A Operação Coalizão é uma iniciativa das forças integradas de segurança pública, como a Força Integrada de Combate ao Crime Organizado do Pará (FICCO/PA) e o Grupo de Trabalho de Facções Criminosas (GTF/NIP), cujo objetivo é combater o crime organizado, principalmente organizações criminosas envolvidas em tráfico de drogas, extorsões e ataques a agentes de segurança pública. A fase mais recente foi a terceira, ocorrida em 16 e 17 de maio.
Quais crimes específicos foram o foco da Operação Coalizão nesta fase?
Nesta terceira fase, a Operação Coalizão focou em indivíduos e grupos envolvidos principalmente com tráfico de drogas, extorsões diversas e ataques diretos contra agentes e instituições da segurança pública. As investigações visam desarticular as estruturas financeiras e operacionais dessas organizações criminosas de forma abrangente.

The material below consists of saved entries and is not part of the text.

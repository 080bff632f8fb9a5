//! PageRank with dangling-mass redistribution
//!
//! Degrees come from two one-superstep counting passes. The power iteration
//! then runs a fixed number of supersteps; after each one a whole-graph
//! pass resets vertices without in-edges and sums the score held by
//! vertices without out-edges, which is spread evenly in the next
//! superstep. Scores sum to one after every superstep.

use std::sync::Arc;

use serde::{Deserialize, Serialize};

use crate::pregel::{
    ActivityPolicy, EdgeDirection, EdgeWeight, Graph, Iterations, PregelError, PregelRuntime,
    Topology, VertexPass, VertexProgram,
};

/// Damping factor used when none is given
pub const DEFAULT_DAMPING_FACTOR: f64 = 0.85;

#[derive(Debug, Clone, Copy, PartialEq, Serialize, Deserialize)]
pub struct PageRankConfig {
    pub damping_factor: f64,
    pub iterations: usize,
}

impl Default for PageRankConfig {
    fn default() -> Self {
        Self {
            damping_factor: DEFAULT_DAMPING_FACTOR,
            iterations: 20,
        }
    }
}

impl PageRankConfig {
    pub fn validate(&self) -> Result<(), PregelError> {
        if !(0.0..=1.0).contains(&self.damping_factor) {
            return Err(PregelError::config_error(format!(
                "damping factor must lie in [0, 1], got {}",
                self.damping_factor
            )));
        }
        Ok(())
    }
}

/// Score plus the degrees the update rule needs
#[derive(Debug, Clone, Copy, Default, PartialEq, Serialize, Deserialize)]
pub struct PageRankValue {
    pub score: f64,
    pub out_degree: u32,
    pub in_degree: u32,
}

/// Counts edges per vertex in one superstep
///
/// Every vertex sends 1 against `direction`'s flow; whoever receives sums
/// them. Sending along `In` lands one message per out-edge at the edge
/// source, so it yields out-degrees; `Out` yields in-degrees.
#[derive(Debug, Clone, Copy)]
pub struct DegreeCount {
    direction: EdgeDirection,
}

impl DegreeCount {
    pub fn out_degrees() -> Self {
        Self {
            direction: EdgeDirection::In,
        }
    }

    pub fn in_degrees() -> Self {
        Self {
            direction: EdgeDirection::Out,
        }
    }
}

impl VertexProgram for DegreeCount {
    type Value = PageRankValue;
    type Message = u32;
    type Reduced = u32;

    fn name(&self) -> &'static str {
        match self.direction {
            EdgeDirection::In => "out_degree",
            _ => "in_degree",
        }
    }

    fn direction(&self) -> EdgeDirection {
        self.direction
    }

    fn activity(&self) -> ActivityPolicy {
        ActivityPolicy::AllVertices
    }

    fn send_message(&self, _vertex: &PageRankValue) -> Option<u32> {
        Some(1)
    }

    fn process_message(&self, message: &u32, _weight: EdgeWeight, _dst: &PageRankValue) -> u32 {
        *message
    }

    fn reduce(&self, total: &mut u32, partial: u32) {
        *total += partial;
    }

    fn apply(&self, total: u32, vertex: &mut PageRankValue) -> bool {
        match self.direction {
            EdgeDirection::In => vertex.out_degree = total,
            _ => vertex.in_degree = total,
        }
        true
    }
}

/// Damped power iteration over precomputed degrees
#[derive(Debug, Clone)]
pub struct PageRank {
    damping: f64,
    vertex_count: f64,
    /// Total score held by vertices without out-edges
    dangling_mass: f64,
}

impl PageRank {
    pub fn new(damping: f64, vertex_count: usize) -> Self {
        Self {
            damping,
            vertex_count: vertex_count as f64,
            dangling_mass: 0.0,
        }
    }

    pub fn dangling_mass(&self) -> f64 {
        self.dangling_mass
    }

    /// Score of a vertex nobody links to
    fn unlinked_score(&self) -> f64 {
        (1.0 - self.damping) / self.vertex_count
            + self.damping * self.dangling_mass / self.vertex_count
    }
}

impl VertexProgram for PageRank {
    type Value = PageRankValue;
    type Message = f64;
    type Reduced = f64;

    fn name(&self) -> &'static str {
        "pagerank"
    }

    fn direction(&self) -> EdgeDirection {
        EdgeDirection::Out
    }

    fn activity(&self) -> ActivityPolicy {
        ActivityPolicy::AllVertices
    }

    fn send_message(&self, vertex: &PageRankValue) -> Option<f64> {
        (vertex.out_degree > 0).then(|| vertex.score / f64::from(vertex.out_degree))
    }

    fn process_message(&self, message: &f64, _weight: EdgeWeight, _dst: &PageRankValue) -> f64 {
        *message
    }

    fn reduce(&self, total: &mut f64, partial: f64) {
        *total += partial;
    }

    fn apply(&self, total: f64, vertex: &mut PageRankValue) -> bool {
        let n = self.vertex_count;
        vertex.score =
            (1.0 - self.damping) / n + self.damping * (total + self.dangling_mass / n);
        true
    }

    fn on_start(&mut self, pass: &mut VertexPass<'_, PageRankValue>) {
        let initial = 1.0 / self.vertex_count;
        let dangling = pass.apply_reduce(
            0usize,
            |_, vertex| {
                vertex.score = initial;
                usize::from(vertex.out_degree == 0)
            },
            |a, b| a + b,
        );
        self.dangling_mass = dangling as f64 / self.vertex_count;
    }

    fn on_superstep_end(&mut self, _superstep: usize, pass: &mut VertexPass<'_, PageRankValue>) {
        let reset = self.unlinked_score();
        self.dangling_mass = pass.apply_reduce(
            0.0,
            |_, vertex| {
                if vertex.in_degree == 0 {
                    vertex.score = reset;
                }
                if vertex.out_degree == 0 {
                    vertex.score
                } else {
                    0.0
                }
            },
            |a, b| a + b,
        );
    }
}

/// PageRank score of every vertex
pub async fn pagerank(
    runtime: &PregelRuntime,
    topology: Arc<Topology>,
    config: PageRankConfig,
) -> Result<Vec<f64>, PregelError> {
    config.validate()?;
    let n = topology.vertex_count();
    if n == 0 {
        return Ok(Vec::new());
    }

    let graph = Graph::from_topology(topology, |_| PageRankValue::default());
    let outcome = runtime
        .run(DegreeCount::out_degrees(), graph, Iterations::Fixed(1))
        .await?;
    let outcome = runtime
        .run(DegreeCount::in_degrees(), outcome.graph, Iterations::Fixed(1))
        .await?;
    let outcome = runtime
        .run(
            PageRank::new(config.damping_factor, n),
            outcome.graph,
            Iterations::Fixed(config.iterations),
        )
        .await?;

    Ok(outcome
        .graph
        .into_values()
        .into_iter()
        .map(|v| v.score)
        .collect())
}

#[cfg(test)]
mod tests {
    use super::*;
    use crate::pregel::{GraphBuilder, PregelConfig, VertexId};

    fn topology(n: usize, edges: &[(u32, u32)]) -> Arc<Topology> {
        let mut builder = GraphBuilder::new(n).with_partitions(3);
        for &(s, d) in edges {
            builder.add_edge(VertexId(s), VertexId(d)).unwrap();
        }
        Arc::new(builder.build())
    }

    fn runtime() -> PregelRuntime {
        PregelRuntime::with_config(PregelConfig::default().with_parallelism(2)).unwrap()
    }

    fn config(iterations: usize) -> PageRankConfig {
        PageRankConfig {
            iterations,
            ..Default::default()
        }
    }

    #[tokio::test]
    async fn test_degrees() {
        let topo = topology(4, &[(0, 1), (0, 2), (1, 2), (3, 3)]);
        let runtime = runtime();
        let graph = Graph::from_topology(topo, |_| PageRankValue::default());

        let outcome = runtime
            .run(DegreeCount::out_degrees(), graph, Iterations::Fixed(1))
            .await
            .unwrap();
        let outcome = runtime
            .run(DegreeCount::in_degrees(), outcome.graph, Iterations::Fixed(1))
            .await
            .unwrap();

        let degrees: Vec<(u32, u32)> = outcome
            .graph
            .values()
            .iter()
            .map(|v| (v.out_degree, v.in_degree))
            .collect();
        assert_eq!(degrees, vec![(2, 0), (1, 1), (0, 2), (1, 1)]);
    }

    #[tokio::test]
    async fn test_scores_sum_to_one_every_superstep() {
        // 3 is dangling, 0 has no in-edges, 4 is isolated
        let topo = topology(5, &[(0, 1), (1, 2), (2, 1), (2, 3), (1, 3)]);
        let runtime = runtime();

        for iterations in 0..8 {
            let scores = pagerank(&runtime, topo.clone(), config(iterations))
                .await
                .unwrap();
            let total: f64 = scores.iter().sum();
            assert!((total - 1.0).abs() < 1e-12, "sum {total} after {iterations}");
        }
    }

    #[tokio::test]
    async fn test_isolated_vertex_gets_teleport_and_dangling_share() {
        let topo = topology(4, &[(0, 1), (1, 2), (2, 0)]);
        let d = DEFAULT_DAMPING_FACTOR;

        // cycle vertices settle at equal scores; mass held by the isolated vertex
        // after k supersteps follows s' = (1 - d)/4 + d * s/4
        let scores = pagerank(&runtime(), topo, config(30)).await.unwrap();
        let fixed_point = (1.0 - d) / (4.0 - d);

        assert!((scores[3] - fixed_point).abs() < 1e-9);
        assert!(scores[3] >= (1.0 - d) / 4.0);
        assert!((scores[0] - scores[1]).abs() < 1e-12);
    }

    #[tokio::test]
    async fn test_symmetric_cycle_is_uniform() {
        let topo = topology(3, &[(0, 1), (1, 2), (2, 0)]);
        let scores = pagerank(&runtime(), topo, config(10)).await.unwrap();
        for s in scores {
            assert!((s - 1.0 / 3.0).abs() < 1e-12);
        }
    }

    #[tokio::test]
    async fn test_invalid_damping_factor() {
        let topo = topology(2, &[(0, 1)]);
        let err = pagerank(
            &runtime(),
            topo,
            PageRankConfig {
                damping_factor: 1.5,
                iterations: 3,
            },
        )
        .await
        .unwrap_err();
        assert!(matches!(err, PregelError::ConfigError(_)));
    }

    #[tokio::test]
    async fn test_empty_graph() {
        let topo = topology(0, &[]);
        let scores = pagerank(&runtime(), topo, config(5)).await.unwrap();
        assert!(scores.is_empty());
    }

    #[test]
    fn test_initial_dangling_mass() {
        let topo = topology(4, &[(0, 1)]);
        let mut graph = Graph::from_topology(topo, |v| PageRankValue {
            out_degree: u32::from(v.0 == 0),
            ..Default::default()
        });
        let mut program = PageRank::new(0.85, 4);
        program.on_start(&mut graph.pass());

        assert!((program.dangling_mass() - 0.75).abs() < 1e-15);
        assert!(graph.values().iter().all(|v| v.score == 0.25));
    }
}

Em quantos estados a Operação Coalizão cumpriu mandados?
A Operação Coalizão cumpriu mandados em um total de sete estados brasileiros. Além de abranger diversos municípios do Pará, incluindo Santarém, Belém e outras 13 cidades, a ação se estendeu a outras seis unidades federativas não especificadas no detalhe do comunicado, demonstrando a ampla abrangência territorial da rede criminosa e a necessidade de uma resposta coordenada em nível nacional.
Qual a função da Força Integrada de Combate ao Crime Organizado do Pará (FICCO/PA)?

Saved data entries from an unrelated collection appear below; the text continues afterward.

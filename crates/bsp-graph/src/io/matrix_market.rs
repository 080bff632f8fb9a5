//! Matrix Market coordinate reader
//!
//! Accepts `%%MatrixMarket matrix coordinate <field> <symmetry>` with field
//! `pattern`, `integer` or `real` and symmetry `general` or `symmetric`.
//! Entry `i j [w]` is the directed edge from vertex `i` to vertex `j`, both
//! 1-based. A symmetric file adds the reverse of every off-diagonal entry.

use std::fs::File;
use std::io::{BufRead, BufReader};
use std::path::Path;

use tracing::info;

use crate::pregel::{GraphBuilder, PregelError, Topology, VertexId};

/// Upper bound on edges reserved from the size line alone
const MAX_RESERVED_EDGES: usize = 1 << 24;

#[derive(Debug, Clone, Copy, PartialEq, Eq)]
enum Field {
    Pattern,
    Weighted,
}

#[derive(Debug, Clone, Copy, PartialEq, Eq)]
enum Symmetry {
    General,
    Symmetric,
}

fn parse_header(line: &str) -> Result<(Field, Symmetry), PregelError> {
    let tokens: Vec<String> = line.split_whitespace().map(str::to_ascii_lowercase).collect();
    let [banner, object, format, field, symmetry] = tokens.as_slice() else {
        return Err(PregelError::graph_format(1, "expected a five-token %%MatrixMarket header"));
    };
    if banner != "%%matrixmarket" || object != "matrix" || format != "coordinate" {
        return Err(PregelError::graph_format(
            1,
            "only '%%MatrixMarket matrix coordinate' files are supported",
        ));
    }
    let field = match field.as_str() {
        "pattern" => Field::Pattern,
        "integer" | "real" | "double" => Field::Weighted,
        other => {
            return Err(PregelError::graph_format(1, format!("unsupported field '{other}'")))
        }
    };
    let symmetry = match symmetry.as_str() {
        "general" => Symmetry::General,
        "symmetric" => Symmetry::Symmetric,
        other => {
            return Err(PregelError::graph_format(
                1,
                format!("unsupported symmetry '{other}'"),
            ))
        }
    };
    Ok((field, symmetry))
}

fn parse_number<T: std::str::FromStr>(
    token: Option<&str>,
    line: usize,
    what: &str,
) -> Result<T, PregelError> {
    let token = token.ok_or_else(|| PregelError::graph_format(line, format!("missing {what}")))?;
    token
        .parse()
        .map_err(|_| PregelError::graph_format(line, format!("invalid {what} '{token}'")))
}

fn parse_vertex(token: Option<&str>, line: usize, vertex_count: usize) -> Result<VertexId, PregelError> {
    let external: u64 = parse_number(token, line, "vertex id")?;
    VertexId::from_external(external)
        .filter(|v| v.index() < vertex_count)
        .ok_or_else(|| {
            PregelError::graph_format(
                line,
                format!("vertex id {external} outside 1..={vertex_count}"),
            )
        })
}

/// Read a coordinate file into a builder
pub fn read_matrix_market<R: BufRead>(reader: R) -> Result<GraphBuilder, PregelError> {
    let mut lines = reader.lines().enumerate().map(|(i, l)| (i + 1, l));

    let (field, symmetry) = match lines.next() {
        Some((_, line)) => parse_header(&line?)?,
        None => return Err(PregelError::graph_format(1, "empty input")),
    };

    let mut builder = GraphBuilder::new(0);
    let mut size: Option<(usize, usize)> = None;
    let mut entries = 0usize;
    let mut last_line = 1;

    for (number, line) in lines {
        let line = line?;
        last_line = number;
        let trimmed = line.trim();
        if trimmed.is_empty() || trimmed.starts_with('%') {
            continue;
        }
        let mut tokens = trimmed.split_whitespace();

        let Some((vertex_count, _)) = size else {
            let rows: usize = parse_number(tokens.next(), number, "row count")?;
            let cols: usize = parse_number(tokens.next(), number, "column count")?;
            let declared: usize = parse_number(tokens.next(), number, "entry count")?;
            let vertex_count = rows.max(cols);
            if u32::try_from(vertex_count).is_err() {
                return Err(PregelError::graph_format(
                    number,
                    format!("{vertex_count} vertices exceed the 32-bit id space"),
                ));
            }
            let edges = match symmetry {
                Symmetry::General => Some(declared),
                Symmetry::Symmetric => declared.checked_mul(2),
            }
            .ok_or_else(|| {
                PregelError::graph_format(number, format!("entry count {declared} is too large"))
            })?;
            builder = GraphBuilder::new(vertex_count);
            // the declared count is untrusted until the entries are read
            builder.reserve(edges.min(MAX_RESERVED_EDGES));
            size = Some((vertex_count, declared));
            continue;
        };

        let src = parse_vertex(tokens.next(), number, vertex_count)?;
        let dst = parse_vertex(tokens.next(), number, vertex_count)?;
        let weight = match field {
            Field::Pattern => None,
            Field::Weighted => {
                let w: f64 = parse_number(tokens.next(), number, "edge weight")?;
                if !w.is_finite() {
                    return Err(PregelError::graph_format(
                        number,
                        format!("edge weight {w} is not finite"),
                    ));
                }
                Some(w)
            }
        };

        let reverse = symmetry == Symmetry::Symmetric && src != dst;
        match weight {
            Some(w) => {
                builder.add_weighted_edge(src, dst, w)?;
                if reverse {
                    builder.add_weighted_edge(dst, src, w)?;
                }
            }
            None => {
                builder.add_edge(src, dst)?;
                if reverse {
                    builder.add_edge(dst, src)?;
                }
            }
        }
        entries += 1;
    }

    let Some((_, declared)) = size else {
        return Err(PregelError::graph_format(last_line, "missing size line"));
    };
    if entries != declared {
        return Err(PregelError::graph_format(
            last_line,
            format!("size line declares {declared} entries, found {entries}"),
        ));
    }
    Ok(builder)
}

/// Load a Matrix Market file split into `partitions` vertex blocks
pub fn load_matrix_market(path: &Path, partitions: usize) -> Result<Topology, PregelError> {
    let file = File::open(path)?;
    let topology = read_matrix_market(BufReader::new(file))?
        .with_partitions(partitions)
        .build();

    info!(
        path = %path.display(),
        vertices = topology.vertex_count(),
        edges = topology.edge_count(),
        weighted = topology.is_weighted(),
        "Graph loaded"
    );
    Ok(topology)
}

#[cfg(test)]
mod tests {
    use super::*;
    use std::io::{Cursor, Write};

    fn read(text: &str) -> Result<Topology, PregelError> {
        read_matrix_market(Cursor::new(text)).map(GraphBuilder::build)
    }

    #[test]
    fn test_general_pattern() {
        let topology = read(
            "%%MatrixMarket matrix coordinate pattern general\n\
             % a comment\n\
             3 3 2\n\
             1 2\n\
             3 1\n",
        )
        .unwrap();

        assert_eq!(topology.vertex_count(), 3);
        assert_eq!(topology.edge_count(), 2);
        assert!(!topology.is_weighted());
        let targets: Vec<_> = topology.out_edges(VertexId(2)).map(|(v, _)| v).collect();
        assert_eq!(targets, vec![VertexId(0)]);
    }

    #[test]
    fn test_symmetric_real_adds_reverse_edges() {
        let topology = read(
            "%%MatrixMarket matrix coordinate real symmetric\n\
             4 4 3\n\
             2 1 0.5\n\
             3 3 1.0\n\
             4 2 2.0\n",
        )
        .unwrap();

        // diagonal entry stored once
        assert_eq!(topology.edge_count(), 5);
        assert!(topology.is_weighted());
        let from_one: Vec<_> = topology.out_edges(VertexId(0)).collect();
        assert_eq!(from_one, vec![(VertexId(1), 0.5)]);
    }

    #[test]
    fn test_vertex_count_is_larger_dimension() {
        let topology =
            read("%%MatrixMarket matrix coordinate pattern general\n2 5 1\n1 5\n").unwrap();
        assert_eq!(topology.vertex_count(), 5);
    }

    #[test]
    fn test_bad_header() {
        let err = read("%%MatrixMarket matrix array real general\n1 1\n").unwrap_err();
        assert!(matches!(err, PregelError::GraphFormat { line: 1, .. }));
    }

    #[test]
    fn test_out_of_range_vertex_reports_line() {
        let err = read("%%MatrixMarket matrix coordinate pattern general\n2 2 1\n1 3\n")
            .unwrap_err();
        match err {
            PregelError::GraphFormat { line, message } => {
                assert_eq!(line, 3);
                assert!(message.contains("outside 1..=2"));
            }
            other => panic!("Wrong error type: {other:?}"),
        }
    }

    #[test]
    fn test_missing_weight() {
        let err = read("%%MatrixMarket matrix coordinate integer general\n2 2 1\n1 2\n")
            .unwrap_err();
        assert!(matches!(err, PregelError::GraphFormat { line: 3, .. }));
    }

    #[test]
    fn test_non_finite_weight_reports_line() {
        for weight in ["NaN", "inf", "-inf"] {
            let text = format!(
                "%%MatrixMarket matrix coordinate real general\n2 2 2\n1 2 1.0\n2 1 {weight}\n"
            );
            let err = read(&text).unwrap_err();
            assert!(
                matches!(err, PregelError::GraphFormat { line: 4, .. }),
                "{weight}: {err:?}"
            );
        }
    }

    #[test]
    fn test_overflowing_entry_count_is_an_error() {
        let err = read("%%MatrixMarket matrix coordinate pattern symmetric\n3 3 18446744073709551615\n")
            .unwrap_err();
        match err {
            PregelError::GraphFormat { line, message } => {
                assert_eq!(line, 2);
                assert!(message.contains("too large"));
            }
            other => panic!("Wrong error type: {other:?}"),
        }
    }

    #[test]
    fn test_huge_entry_count_does_not_preallocate() {
        let err = read("%%MatrixMarket matrix coordinate pattern general\n3 3 100000000000000\n1 2\n")
            .unwrap_err();
        match err {
            PregelError::GraphFormat { message, .. } => {
                assert!(message.contains("declares 100000000000000 entries, found 1"));
            }
            other => panic!("Wrong error type: {other:?}"),
        }
    }

    #[test]
    fn test_entry_count_mismatch() {
        let err = read("%%MatrixMarket matrix coordinate pattern general\n2 2 2\n1 2\n")
            .unwrap_err();
        assert!(matches!(err, PregelError::GraphFormat { .. }));
    }

    #[test]
    fn test_load_from_file() {
        let mut file = tempfile::NamedTempFile::new().unwrap();
        write!(
            file,
            "%%MatrixMarket matrix coordinate pattern general\n3 3 2\n1 2\n2 3\n"
        )
        .unwrap();

        let topology = load_matrix_market(file.path(), 2).unwrap();
        assert_eq!(topology.vertex_count(), 3);
        assert_eq!(topology.partitions(), 2);
    }

    #[test]
    fn test_missing_file() {
        let err = load_matrix_market(Path::new("/definitely/not/here.mtx"), 1).unwrap_err();
        assert!(matches!(err, PregelError::Io(_)));
    }
}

A FICCO/PA é uma força-tarefa composta pela Polícia Federal, Polícia Civil do Pará e Secretaria de Administração Penitenciária. Seu principal objetivo é fortalecer o enfrentamento ao crime organizado em todo o território paraense, atuando de forma integrada para otimizar as investigações e a repressão às atividades criminosas complexas, garantindo uma resposta mais eficaz e coordenada do Estado.